Update: When will payroll employment exceed the pre-recession peak?

by Calculated Risk on 1/11/2014 05:13:00 PM

Just over two years ago I posted a graph with projections of when payroll employment would return to pre-recession levels (see: Sluggish Growth and Payroll Employment from November 2011).

In 2011, I argued we'd continue to see sluggish growth (back in 2011 many analysts were forecasting another US recession - those forecasts were wrong).

  On the graph I posted two lines - one with payroll growth of 125,000 payroll jobs added per month (the pace in 2011), and another line with 200,000 payroll jobs per month.  The following graph is an update with reported payroll growth through December 2013.

The dashed red line is 125,000 payroll jobs added per month. The dashed blue line is 200,000 payroll jobs per month.  Both projections are from November 2011.

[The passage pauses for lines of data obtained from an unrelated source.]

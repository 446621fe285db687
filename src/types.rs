//! Shared primitive IDs and the cart line key.

use serde::{Deserialize, Serialize};

/// Queue operation identifier.
pub type OpId = String;
/// Catalog product identifier.
pub type ProductId = String;
/// Product variant identifier (size, storage, ...).
pub type VariantId = String;
/// Cart session identifier sent with every tool call.
pub type SessionId = String;

/// Identity of a cart line: one line per (product, variant) pair.
#[derive(Debug, Clone, PartialEq, Eq, Hash, PartialOrd, Ord, Serialize, Deserialize)]
pub struct LineKey {
    /// Product id.
    pub product_id: ProductId,
    /// Variant id.
    pub variant_id: VariantId,
}

impl LineKey {
    /// Builds a key from anything string-like.
    pub fn new(product_id: impl Into<ProductId>, variant_id: impl Into<VariantId>) -> Self {
        Self {
            product_id: product_id.into(),
            variant_id: variant_id.into(),
        }
    }
}

impl std::fmt::Display for LineKey {
    fn fmt(&self, f: &mut std::fmt::Formatter<'_>) -> std::fmt::Result {
        write!(f, "{}/{}", self.product_id, self.variant_id)
    }
}
//! Local cart state machine and display helpers.

/// Optimistic cart state and the mutation template.
pub mod cart;
/// Static product-id to icon/color mapping.
pub mod display;
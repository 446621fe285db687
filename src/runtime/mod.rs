//! Queue-backed cart runtime and event stream APIs.

/// Event stream types emitted by the runtime.
pub mod events;
/// Cart handle, mutation template, and resync worker.
pub mod handle;
use std::{
    collections::VecDeque,
    future::Future,
    panic::AssertUnwindSafe,
    pin::Pin,
    sync::{
        atomic::{AtomicU64, Ordering},
        Arc, Mutex, MutexGuard, PoisonError,
    },
    task::{Context, Poll},
};

use futures::FutureExt;
use tokio::{sync::oneshot, time::Instant};

use crate::types::OpId;

type Job = Box<dyn FnOnce() -> Pin<Box<dyn Future<Output = ()> + Send>> + Send>;

/// Outcome of an enqueued operation that did not produce a value.
#[derive(Debug, thiserror::Error)]
pub enum QueueError<E> {
    /// Removed by [`OperationQueue::clear`] before it started.
    #[error("operation {0} cancelled before it started")]
    Cancelled(OpId),
    /// The operation's own work failed.
    #[error("operation failed: {0}")]
    Failed(E),
    /// The operation's work panicked. The queue keeps draining.
    #[error("operation {0} panicked")]
    Panicked(OpId),
}

/// Read-only view of the queue.
#[derive(Debug, Clone, PartialEq, Eq)]
pub struct QueueStatus {
    /// Operations waiting to start.
    pub pending: usize,
    /// True while a drain task is running.
    pub is_processing: bool,
    /// Operation currently executing.
    pub active: Option<OpId>,
}

impl QueueStatus {
    /// Nothing pending and nothing running.
    pub fn is_idle(&self) -> bool {
        self.pending == 0 && !self.is_processing && self.active.is_none()
    }
}

struct PendingOp {
    id: OpId,
    enqueued_at: Instant,
    job: Job,
}

#[derive(Default)]
struct QueueState {
    pending: VecDeque<PendingOp>,
    is_processing: bool,
    active: Option<OpId>,
}

struct Shared {
    state: Mutex<QueueState>,
    next_id: AtomicU64,
}

/// FIFO serializer for async work.
///
/// At most one operation executes at a time, in the order `enqueue` was
/// called. A drain task is spawned on the current tokio runtime whenever work
/// arrives at an idle queue and exits once the queue is empty again. Clones
/// share the same queue.
#[derive(Clone)]
pub struct OperationQueue {
    shared: Arc<Shared>,
}

impl Default for OperationQueue {
    fn default() -> Self {
        Self::new()
    }
}

impl std::fmt::Debug for OperationQueue {
    fn fmt(&self, f: &mut std::fmt::Formatter<'_>) -> std::fmt::Result {
        f.debug_struct("OperationQueue")
            .field("status", &self.status())
            .finish()
    }
}

impl OperationQueue {
    /// Creates an idle queue.
    pub fn new() -> Self {
        Self {
            shared: Arc::new(Shared {
                state: Mutex::new(QueueState::default()),
                next_id: AtomicU64::new(1),
            }),
        }
    }

    /// Appends `work` and returns a future for its outcome.
    ///
    /// Nothing runs synchronously: `work` is invoked later on the drain task.
    /// Must be called from within a tokio runtime. Dropping the returned future
    /// does not cancel the operation.
    pub fn enqueue<T, E, F, Fut>(&self, id: Option<OpId>, work: F) -> Enqueued<T, E>
    where
        T: Send + 'static,
        E: Send + 'static,
        F: FnOnce() -> Fut + Send + 'static,
        Fut: Future<Output = Result<T, E>> + Send + 'static,
    {
        let id = id.unwrap_or_else(|| self.generate_id());
        let (tx, rx) = oneshot::channel();
        let op_id = id.clone();
        let job: Job = Box::new(move || {
            Box::pin(async move {
                let outcome = match AssertUnwindSafe(async move { work().await })
                    .catch_unwind()
                    .await
                {
                    Ok(Ok(value)) => Ok(value),
                    Ok(Err(err)) => Err(QueueError::Failed(err)),
                    Err(_) => {
                        tracing::error!(op_id = %op_id, "operation panicked");
                        Err(QueueError::Panicked(op_id))
                    }
                };
                let _ = tx.send(outcome);
            })
        });

        let start_drain = {
            let mut state = self.lock();
            state.pending.push_back(PendingOp {
                id: id.clone(),
                enqueued_at: Instant::now(),
                job,
            });
            tracing::trace!(op_id = %id, pending = state.pending.len(), "enqueued");
            !std::mem::replace(&mut state.is_processing, true)
        };

        if start_drain {
            tokio::spawn(drain(Arc::clone(&self.shared)));
        }

        Enqueued { id, rx }
    }

    /// Drops every operation that has not started yet.
    ///
    /// Their futures resolve to [`QueueError::Cancelled`]. The running
    /// operation, if any, is left to finish. Returns how many were cancelled.
    pub fn clear(&self) -> usize {
        let cancelled: Vec<PendingOp> = {
            let mut state = self.lock();
            state.pending.drain(..).collect()
        };
        if !cancelled.is_empty() {
            tracing::debug!(count = cancelled.len(), "cleared pending operations");
        }
        cancelled.len()
    }

    /// Current pending count, processing flag, and active operation.
    pub fn status(&self) -> QueueStatus {
        let state = self.lock();
        QueueStatus {
            pending: state.pending.len(),
            is_processing: state.is_processing,
            active: state.active.clone(),
        }
    }

    /// Next id from this queue's counter (`op-1`, `op-2`, ...).
    pub fn generate_id(&self) -> OpId {
        let n = self.shared.next_id.fetch_add(1, Ordering::Relaxed);
        format!("op-{n}")
    }

    fn lock(&self) -> MutexGuard<'_, QueueState> {
        lock_state(&self.shared)
    }
}

fn lock_state(shared: &Shared) -> MutexGuard<'_, QueueState> {
    shared.state.lock().unwrap_or_else(PoisonError::into_inner)
}

async fn drain(shared: Arc<Shared>) {
    loop {
        let next = {
            let mut state = lock_state(&shared);
            match state.pending.pop_front() {
                Some(op) => {
                    state.active = Some(op.id.clone());
                    op
                }
                None => {
                    state.is_processing = false;
                    state.active = None;
                    return;
                }
            }
        };

        tracing::trace!(
            op_id = %next.id,
            waited_ms = next.enqueued_at.elapsed().as_millis() as u64,
            "operation started"
        );
        (next.job)().await;
        tracing::trace!(op_id = %next.id, "operation settled");

        lock_state(&shared).active = None;
    }
}

/// Future returned by [`OperationQueue::enqueue`].
#[must_use = "the outcome of an enqueued operation is only observable by awaiting it"]
pub struct Enqueued<T, E> {
    id: OpId,
    rx: oneshot::Receiver<Result<T, QueueError<E>>>,
}

impl<T, E> Unpin for Enqueued<T, E> {}

impl<T, E> Enqueued<T, E> {
    /// Id the operation was enqueued under.
    pub fn id(&self) -> &OpId {
        &self.id
    }
}

impl<T, E> Future for Enqueued<T, E> {
    type Output = Result<T, QueueError<E>>;

    fn poll(self: Pin<&mut Self>, cx: &mut Context<'_>) -> Poll<Self::Output> {
        let this = self.get_mut();
        Pin::new(&mut this.rx).poll(cx).map(|res| match res {
            Ok(outcome) => outcome,
            Err(_) => Err(QueueError::Cancelled(this.id.clone())),
        })
    }
}
use serde::{Deserialize, Serialize};

/// Icon used for products missing from the display table.
pub const FALLBACK_ICON: &str = "📦";
/// Accent color used for products missing from the display table.
pub const FALLBACK_COLOR: &str = "#3b82f6";

const DISPLAY_TABLE: &[(&str, &str, &str)] = &[
    ("lebron-lakers-jersey", "👑", "#552583"),
    ("curry-warriors-jersey", "🏹", "#1D428A"),
    ("giannis-bucks-jersey", "🇬🇷", "#00471B"),
    ("luka-mavs-jersey", "🏀", "#00538C"),
    ("tatum-celtics-jersey", "☘️", "#007A33"),
    ("jordan-bulls-jersey", "🐐", "#CE1141"),
];

/// Presentation metadata kept only on the client.
#[derive(Debug, Clone, PartialEq, Eq, Serialize, Deserialize)]
pub struct DisplayMeta {
    /// Icon glyph.
    pub icon: String,
    /// Accent color as a CSS hex string.
    pub color: String,
}

impl DisplayMeta {
    /// The generic icon/color pair.
    pub fn fallback() -> Self {
        Self {
            icon: FALLBACK_ICON.to_string(),
            color: FALLBACK_COLOR.to_string(),
        }
    }

    /// True when this is the generic fallback.
    pub fn is_fallback(&self) -> bool {
        self.icon == FALLBACK_ICON && self.color == FALLBACK_COLOR
    }
}

/// Looks up display metadata for `product_id`, falling back to the generic pair.
pub fn display_for(product_id: &str) -> DisplayMeta {
    DISPLAY_TABLE
        .iter()
        .find(|(id, _, _)| *id == product_id)
        .map(|(_, icon, color)| DisplayMeta {
            icon: (*icon).to_string(),
            color: (*color).to_string(),
        })
        .unwrap_or_else(DisplayMeta::fallback)
}
//! Cash differential calculation: who owes whom so both sides of a trade carry equal value.
//!
//! This is the single source of truth for the payer, the recipient and the amount. The
//! escrow coordinator and any preview endpoint both call [`calculate_cash_differential`].
use super::error::ValidationError;

/// Estimated item values and cash for both sides of a trade, in minor currency units.
#[derive(Debug, Default, Clone, PartialEq, Eq)]
pub struct OfferValuation {
    pub proposer_item_values: Vec<u64>,
    pub receiver_item_values: Vec<u64>,
    pub proposer_cash: u64,
    pub receiver_cash: u64,
}

impl OfferValuation {
    pub fn proposer_total(&self) -> u128 {
        side_total(&self.proposer_item_values, self.proposer_cash)
    }
    pub fn receiver_total(&self) -> u128 {
        side_total(&self.receiver_item_values, self.receiver_cash)
    }
    pub fn proposer_items_total(&self) -> u128 {
        side_total(&self.proposer_item_values, 0)
    }
    pub fn receiver_items_total(&self) -> u128 {
        side_total(&self.receiver_item_values, 0)
    }
}

#[derive(Debug, Clone, PartialEq, Eq)]
pub struct CashDifferential {
    pub payer_id: Option<String>,
    pub recipient_id: Option<String>,
    pub amount: u64,
    pub proposer_total: u128,
    pub receiver_total: u128,
    pub description: String,
}

impl CashDifferential {
    pub fn is_even(&self) -> bool {
        self.amount == 0
    }
}

fn side_total(item_values: &[u64], cash: u64) -> u128 {
    item_values.iter().map(|v| u128::from(*v)).sum::<u128>() + u128::from(cash)
}

/// Formats minor units as a two-decimal major amount, e.g. `123456` -> `1234.56`.
pub fn format_minor_units(amount: u64) -> String {
    format!("{}.{:02}", amount / 100, amount % 100)
}

/// Fails with `AmountTooLarge` when the gap between the sides does not fit in a `u64`.
pub fn calculate_cash_differential(
    proposer_id: &str,
    receiver_id: &str,
    valuation: &OfferValuation,
) -> Result<CashDifferential, ValidationError> {
    let proposer_total = valuation.proposer_total();
    let receiver_total = valuation.receiver_total();

    // Values are integral minor units, so anything under one unit apart is exactly equal.
    let (payer, recipient, difference) = match proposer_total.cmp(&receiver_total) {
        std::cmp::Ordering::Equal => (None, None, 0),
        // receiver is under-offering
        std::cmp::Ordering::Greater => (
            Some(receiver_id),
            Some(proposer_id),
            proposer_total - receiver_total,
        ),
        std::cmp::Ordering::Less => (
            Some(proposer_id),
            Some(receiver_id),
            receiver_total - proposer_total,
        ),
    };
    let amount =
        u64::try_from(difference).map_err(|_| ValidationError::AmountTooLarge(difference))?;

    let description = match (payer, recipient) {
        (Some(payer), Some(recipient)) => format!(
            "{payer} pays {recipient} {} to balance the trade",
            format_minor_units(amount)
        ),
        _ => "Even trade: no cash differential".to_string(),
    };

    Ok(CashDifferential {
        payer_id: payer.map(str::to_owned),
        recipient_id: recipient.map(str::to_owned),
        amount,
        proposer_total,
        receiver_total,
        description,
    })
}

#[cfg(test)]
mod tests {
    use super::*;

    fn valuation(p: &[u64], r: &[u64], pc: u64, rc: u64) -> OfferValuation {
        OfferValuation {
            proposer_item_values: p.to_vec(),
            receiver_item_values: r.to_vec(),
            proposer_cash: pc,
            receiver_cash: rc,
        }
    }

    #[test]
    fn even_trade_has_no_payer() {
        let diff = calculate_cash_differential("a", "b", &valuation(&[5_000], &[4_000], 0, 1_000)).unwrap();
        assert!(diff.is_even());
        assert_eq!(diff.payer_id, None);
        assert_eq!(diff.recipient_id, None);
        assert_eq!(diff.description, "Even trade: no cash differential");
    }

    #[test]
    fn receiver_pays_when_proposer_offers_more() {
        let diff = calculate_cash_differential("a", "b", &valuation(&[10_000], &[7_500], 0, 0)).unwrap();
        assert_eq!(diff.payer_id.as_deref(), Some("b"));
        assert_eq!(diff.recipient_id.as_deref(), Some("a"));
        assert_eq!(diff.amount, 2_500);
        assert_eq!(diff.description, "b pays a 25.00 to balance the trade");
    }

    #[test]
    fn proposer_pays_when_receiver_offers_more() {
        let diff = calculate_cash_differential("a", "b", &valuation(&[1_000, 1_000], &[3_050], 0, 0)).unwrap();
        assert_eq!(diff.payer_id.as_deref(), Some("a"));
        assert_eq!(diff.recipient_id.as_deref(), Some("b"));
        assert_eq!(diff.amount, 1_050);
    }

    #[test]
    fn totals_do_not_overflow() {
        let diff =
            calculate_cash_differential("a", "b", &valuation(&[u64::MAX, 10], &[u64::MAX], 0, 0))
                .unwrap();
        assert_eq!(diff.amount, 10);
        assert_eq!(diff.proposer_total, u128::from(u64::MAX) + 10);
    }

    #[test]
    fn gap_wider_than_u64_is_rejected() {
        let err = calculate_cash_differential("a", "b", &valuation(&[u64::MAX, u64::MAX], &[], 0, 0))
            .unwrap_err();
        assert_eq!(err, ValidationError::AmountTooLarge(2 * u128::from(u64::MAX)));
    }
}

Employment Projection Click on graph for larger image.

So far the economy has tracked just below the blue line (200,000 payroll jobs per month).

Right now it appears payrolls will exceed the pre-recession peak in mid-2014.

Currently there are about 1.18 million fewer payroll jobs than before the recession started, and at the expected pace of job growth in 2014 it will take about 6 months to reach the previous peak.  

Of course this doesn't include population growth and new entrants into the workforce (the workforce has continued to grow).  Also the annual benchmark revision will be released in February (with the January employment report), and the preliminary estimate is an upward revision of 345,000 jobs - HOWEVER the increase is due to a classification change, and the actual impact will probably be  negative.

Note: There are 640 thousand fewer private sector payroll jobs than before the recession started. At the expected pace of private sector job growth, the private sector could be back at the pre-recession peak in March 2014.